In [135]:
import copy
import torch

from torch import nn
from transformers import AutoModel, AutoTokenizer

# 模型构建

In [127]:
class CorrectionNetwork(nn.Module):

    def __init__(self):
        super(CorrectionNetwork, self).__init__()
        # BERT分词器
        self.tokenizer = AutoTokenizer.from_pretrained("hfl/chinese-roberta-wwm-ext")
        # BERT
        self.bert = AutoModel.from_pretrained("hfl/chinese-roberta-wwm-ext")
        # BERT的word embedding，本质就是个nn.Embedding
        self.word_embedding_table = self.bert.get_input_embeddings()
        # 预测层。
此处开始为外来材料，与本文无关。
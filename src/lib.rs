pub mod catalog;
pub mod config;
pub mod download;
pub mod http;
pub mod notification;
pub mod presenter;
pub mod runtime;

/// Installs the `log` backend, honouring `RUST_LOG`. Safe to call more than
/// once; only the first call has an effect.
pub fn init_logging() {
    let _ = env_logger::Builder::from_env(env_logger::Env::default().default_filter_or("warn"))
        .try_init();
}
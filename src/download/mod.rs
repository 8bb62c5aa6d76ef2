//! Ruleset downloads: cancellable streaming transfers with ordered progress
//! events.

mod task;
mod transfer;

use log::info;
use reqwest::StatusCode;
use std::path::{Path, PathBuf};
use std::sync::Arc;
use std::time::Duration;
use thiserror::Error;

use crate::catalog::CatalogEntry;
use crate::http::{HttpClient, HttpError};
use crate::runtime::Runtime;

pub use task::{TaskEvent, TaskEvents, TaskHandle, TaskId, TaskSnapshot, TaskState};

use task::TaskShared;
use transfer::Transfer;

#[derive(Debug, Clone, PartialEq, Error)]
pub enum DownloadError {
    #[error("{0}")]
    Transport(String),

    #[error("{0}")]
    Io(String),

    #[error("server responded with HTTP {0}")]
    ServerError(StatusCode),
}

impl DownloadError {
    pub(crate) fn from_io(error: anyhow::Error) -> Self {
        DownloadError::Io(format!("{:#}", error))
    }
}

impl From<HttpError> for DownloadError {
    fn from(error: HttpError) -> Self {
        match error.status() {
            Some(status) => DownloadError::ServerError(status),
            None => DownloadError::Transport(error.to_string()),
        }
    }
}

#[derive(Debug, Clone)]
pub struct DownloadOptions {
    /// Leave `<file>.part` behind when a transfer is cancelled or fails.
    pub keep_partial: bool,
    /// A transfer fails when the response headers, or the next chunk of the
    /// body, take longer than this to arrive.
    pub idle_timeout: Duration,
}

impl Default for DownloadOptions {
    fn default() -> Self {
        Self {
            keep_partial: false,
            idle_timeout: Duration::from_secs(60),
        }
    }
}

/// Name of the file a ruleset is saved as: the last path segment of its
/// download link, or `<slug>.bin` when the link has none.
pub fn file_name_for(entry: &CatalogEntry) -> String {
    let path = entry
        .download_url
        .split(['?', '#'])
        .next()
        .unwrap_or_default();

    path.rsplit('/')
        .next()
        .map(str::trim)
        .filter(|name| !name.is_empty() && *name != "." && *name != "..")
        .map(str::to_string)
        .unwrap_or_else(|| format!("{}.bin", entry.slug))
}

pub trait Downloader: Send + Sync {
    /// Starts downloading `entry` into `destination_dir` and returns
    /// immediately. The event stream begins with `TaskEvent::Queued`.
    ///
    /// Must be called from within a tokio runtime.
    fn start(&self, entry: Arc<CatalogEntry>, destination_dir: &Path) -> (TaskHandle, TaskEvents);
}

pub struct HttpDownloader<R: Runtime> {
    http: HttpClient,
    runtime: Arc<R>,
    options: DownloadOptions,
}

impl<R: Runtime> HttpDownloader<R> {
    pub fn new(http: HttpClient, runtime: Arc<R>, options: DownloadOptions) -> Self {
        Self {
            http,
            runtime,
            options,
        }
    }

    pub fn http_client(&self) -> &HttpClient {
        &self.http
    }
}

impl<R: Runtime + 'static> Downloader for HttpDownloader<R> {
    fn start(&self, entry: Arc<CatalogEntry>, destination_dir: &Path) -> (TaskHandle, TaskEvents) {
        let destination: PathBuf = destination_dir.join(file_name_for(&entry));
        let (shared, events) = TaskShared::new();

        info!(
            "Task {}: downloading {} to {:?}",
            shared.id(),
            entry.download_url,
            destination
        );

        let transfer = Transfer {
            http: self.http.clone(),
            runtime: self.runtime.clone(),
            options: self.options.clone(),
            url: entry.download_url.clone(),
            destination: destination.clone(),
            task: shared.clone(),
        };
        tokio::spawn(transfer.run());

        (TaskHandle::new(shared, entry, destination), events)
    }
}
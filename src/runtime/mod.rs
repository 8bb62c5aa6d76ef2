//! Runtime abstraction for system operations.
//!
//! This module provides a trait-based abstraction over the filesystem and
//! environment, so download and configuration code can be exercised with
//! `MockRuntime` in tests.
//!
//! # Structure
//!
//! - `env` - Environment variables and well-known directories
//! - `fs` - File system operations used by downloads

mod env;
mod fs;

use anyhow::Result;
use std::env as std_env;
use std::io::Write;
use std::path::{Path, PathBuf};

#[cfg_attr(test, mockall::automock)]
pub trait Runtime: Send + Sync {
    // Environment
    fn env_var(&self, key: &str) -> Result<String, std_env::VarError>;

    // File System
    fn create_dir_all(&self, path: &Path) -> Result<()>;
    fn create_file(&self, path: &Path) -> Result<Box<dyn Write + Send>>;
    fn rename(&self, from: &Path, to: &Path) -> Result<()>;
    fn remove_file(&self, path: &Path) -> Result<()>;
    fn exists(&self, path: &Path) -> bool;

    // Directories
    fn home_dir(&self) -> Option<PathBuf>;

    /// Per-user application data directory (e.g. `~/.local/share` on Linux).
    fn data_dir(&self) -> Option<PathBuf>;
}

pub struct RealRuntime;

impl Runtime for RealRuntime {
    fn env_var(&self, key: &str) -> Result<String, std_env::VarError> {
        self.env_var_impl(key)
    }

    fn create_dir_all(&self, path: &Path) -> Result<()> {
        self.create_dir_all_impl(path)
    }

    fn create_file(&self, path: &Path) -> Result<Box<dyn Write + Send>> {
        self.create_file_impl(path)
    }

    fn rename(&self, from: &Path, to: &Path) -> Result<()> {
        self.rename_impl(from, to)
    }

    fn remove_file(&self, path: &Path) -> Result<()> {
        self.remove_file_impl(path)
    }

    fn exists(&self, path: &Path) -> bool {
        self.exists_impl(path)
    }

    fn home_dir(&self) -> Option<PathBuf> {
        self.home_dir_impl()
    }

    fn data_dir(&self) -> Option<PathBuf> {
        self.data_dir_impl()
    }
}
hidden_size是词向量的大小，len(self.tokenizer)是词典大小
        self.dense_layer = nn.Linear(self.bert.config.hidden_size, len(self.tokenizer))

    def forward(self, inputs, word_embeddings, detect_hidden_states):
        """
        Correction Network的前向传递
        :param inputs: inputs为tokenizer对中文文本的分词结果，
                       里面包含了token对一个的index，attention_mask等
        :param word_embeddings: 使用BERT的word_embedding对token进行embedding后的结果
        :param detect_hidden_states: Detection Network输出hidden state
        :return: Correction Network对个token的预测结果。
        """
        # 1. 使用bert进行前向传递
        bert_outputs = self.bert(token_type_ids=inputs['token_type_ids'],
                                 attention_mask=inputs['attention_mask'],
                                 inputs_embeds=word_embeddings)
        # 2. 将bert的hidden_state和Detection Network的hidden state进行融合。
        hidden_states = bert_outputs['last_hidden_state'] + detect_hidden_states
        # 3. 最终使用全连接层进行token预测
        return self.dense_layer(hidden_states)

    def get_inputs_and_word_embeddings(self, sequences, max_length=128):
        """
        对中文序列进行分词和word embeddings处理
        :param sequences: 中文文本序列。例如: ["鸡你太美", "哎呦，你干嘛！"]
        :param max_length: 文本的最大长度，不足则进行填充，超出进行裁剪。
        :return: tokenizer的输出和word embeddings.
        """
        inputs = self.tokenizer(sequences, padding='max_length', max_length=max_length, return_tensors='pt',
                                truncation=True)
        # 使用BERT的work embeddings对token进行embedding，这里得到的embedding并不包含position embedding和segment embedding
        word_embeddings = self.word_embedding_table(inputs['input_ids'])
        return inputs, word_embeddings

In [128]:
class DetectionNetwork(nn.Module):

    def __init__(self, position_embeddings, transformer_blocks, hidden_size):
        """
        :param position_embeddings: bert的position_embeddings，本质是一个nn.Embedding
        :param transformer: BERT的前两层transformer_block，其是一个ModuleList对象
        """
        super(DetectionNetwork, self).__init__()
        self.position_embeddings = position_embeddings
        self.transformer_blocks = transformer_blocks

        # 定义最后的预测层，预测哪个token是错误的
        self.dense_layer = nn.Sequential(
            nn.Linear(hidden_size, 1),
            nn.Sigmoid()
        )

    def forward(self, word_embeddings):
        # 获取token序列的长度，这里为128
        sequence_length = word_embeddings.size(1)
        # 生成position embedding
        position_embeddings = self.position_embeddings(torch.LongTensor(range(sequence_length)))
        # 融合work_embedding和position_embedding
        x = word_embeddings + position_embeddings
        # 将x一层一层的使用transformer encoder进行向后传递
        for transformer_layer in self.transformer_blocks:
            x = transformer_layer(x)[0]

        # 最终返回Detection Network输出的hidden states和预测结果
        hidden_states = x
        return hidden_states, self.dense_layer(hidden_states)

In [183]:
class MDCSpellModel(nn.Module):

    def __init__(self):
        super(MDCSpellModel, self).__init__()
        # 构造Correction Network
        self.correction_network = CorrectionNetwork()
        self._init_correction_dense_layer()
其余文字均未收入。